[About this exercise]:
List each line of the data that holds the string "shown".

*** Opening Record set ***

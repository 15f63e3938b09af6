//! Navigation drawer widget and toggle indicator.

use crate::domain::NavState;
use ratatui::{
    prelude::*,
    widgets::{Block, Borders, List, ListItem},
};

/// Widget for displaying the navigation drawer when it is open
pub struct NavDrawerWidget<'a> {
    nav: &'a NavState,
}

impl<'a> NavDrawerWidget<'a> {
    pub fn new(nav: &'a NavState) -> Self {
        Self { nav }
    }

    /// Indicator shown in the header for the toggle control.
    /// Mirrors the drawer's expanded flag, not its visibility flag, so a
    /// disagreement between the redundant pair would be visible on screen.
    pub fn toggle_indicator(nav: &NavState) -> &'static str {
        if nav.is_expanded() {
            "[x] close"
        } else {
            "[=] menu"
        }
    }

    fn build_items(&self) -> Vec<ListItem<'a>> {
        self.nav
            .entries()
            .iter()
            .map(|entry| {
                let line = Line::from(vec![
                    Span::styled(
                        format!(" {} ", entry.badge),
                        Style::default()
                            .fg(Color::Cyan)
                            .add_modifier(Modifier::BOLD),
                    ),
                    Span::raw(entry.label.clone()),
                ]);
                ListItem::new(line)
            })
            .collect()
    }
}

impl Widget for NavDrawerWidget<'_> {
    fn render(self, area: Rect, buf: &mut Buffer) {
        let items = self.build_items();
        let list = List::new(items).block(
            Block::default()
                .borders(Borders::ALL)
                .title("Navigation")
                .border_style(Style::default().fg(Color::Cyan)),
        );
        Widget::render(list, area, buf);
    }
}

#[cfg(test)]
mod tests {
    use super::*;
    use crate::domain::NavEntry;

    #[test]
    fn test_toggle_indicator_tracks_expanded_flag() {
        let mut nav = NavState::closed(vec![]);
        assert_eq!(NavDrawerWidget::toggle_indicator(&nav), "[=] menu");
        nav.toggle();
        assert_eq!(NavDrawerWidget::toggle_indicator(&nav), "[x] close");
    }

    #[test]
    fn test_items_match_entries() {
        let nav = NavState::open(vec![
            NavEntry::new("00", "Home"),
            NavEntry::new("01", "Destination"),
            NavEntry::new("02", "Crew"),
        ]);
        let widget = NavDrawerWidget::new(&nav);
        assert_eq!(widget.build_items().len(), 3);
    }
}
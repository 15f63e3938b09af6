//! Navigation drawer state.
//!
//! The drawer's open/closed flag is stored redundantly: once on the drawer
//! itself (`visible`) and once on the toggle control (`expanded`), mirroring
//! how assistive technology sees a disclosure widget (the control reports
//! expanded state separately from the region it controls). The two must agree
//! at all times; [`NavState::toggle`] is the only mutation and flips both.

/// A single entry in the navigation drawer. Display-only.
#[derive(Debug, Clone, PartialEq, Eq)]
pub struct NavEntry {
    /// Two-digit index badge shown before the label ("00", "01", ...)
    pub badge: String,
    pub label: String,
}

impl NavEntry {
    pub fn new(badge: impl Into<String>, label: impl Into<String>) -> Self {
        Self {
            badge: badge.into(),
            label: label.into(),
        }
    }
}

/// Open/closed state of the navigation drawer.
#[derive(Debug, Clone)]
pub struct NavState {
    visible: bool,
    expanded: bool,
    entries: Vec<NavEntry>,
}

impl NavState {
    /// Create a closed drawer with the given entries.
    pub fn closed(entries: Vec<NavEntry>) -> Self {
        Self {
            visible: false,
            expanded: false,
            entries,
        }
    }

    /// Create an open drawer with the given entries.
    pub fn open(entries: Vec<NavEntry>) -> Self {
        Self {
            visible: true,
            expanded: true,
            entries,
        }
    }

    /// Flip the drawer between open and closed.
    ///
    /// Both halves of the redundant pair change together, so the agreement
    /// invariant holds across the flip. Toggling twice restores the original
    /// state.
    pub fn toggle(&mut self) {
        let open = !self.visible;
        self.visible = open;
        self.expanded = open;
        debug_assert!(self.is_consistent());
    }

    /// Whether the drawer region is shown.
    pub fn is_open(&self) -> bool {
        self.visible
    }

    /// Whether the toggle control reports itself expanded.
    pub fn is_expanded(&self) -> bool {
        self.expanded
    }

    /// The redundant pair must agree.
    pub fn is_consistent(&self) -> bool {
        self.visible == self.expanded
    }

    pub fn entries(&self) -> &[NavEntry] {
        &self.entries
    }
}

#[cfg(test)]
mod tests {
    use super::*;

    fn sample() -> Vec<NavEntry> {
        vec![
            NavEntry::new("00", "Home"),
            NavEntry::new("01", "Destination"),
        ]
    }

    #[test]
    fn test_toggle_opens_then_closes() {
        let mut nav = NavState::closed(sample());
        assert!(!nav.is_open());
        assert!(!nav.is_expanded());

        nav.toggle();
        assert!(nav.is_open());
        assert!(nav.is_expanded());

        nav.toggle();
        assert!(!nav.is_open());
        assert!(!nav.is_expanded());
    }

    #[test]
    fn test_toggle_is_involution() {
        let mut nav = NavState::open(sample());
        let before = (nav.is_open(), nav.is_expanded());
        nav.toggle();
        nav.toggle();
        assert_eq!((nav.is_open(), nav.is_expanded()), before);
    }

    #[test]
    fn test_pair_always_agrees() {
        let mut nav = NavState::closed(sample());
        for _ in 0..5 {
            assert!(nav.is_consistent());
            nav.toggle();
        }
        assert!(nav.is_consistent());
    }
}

*** Closing Record set ***

[Response to this task]:
    /// Indicator shown in the header for the toggle control.
    /// Two-digit index badge shown before the label ("00", "01", ...)
    /// Whether the drawer region is shown.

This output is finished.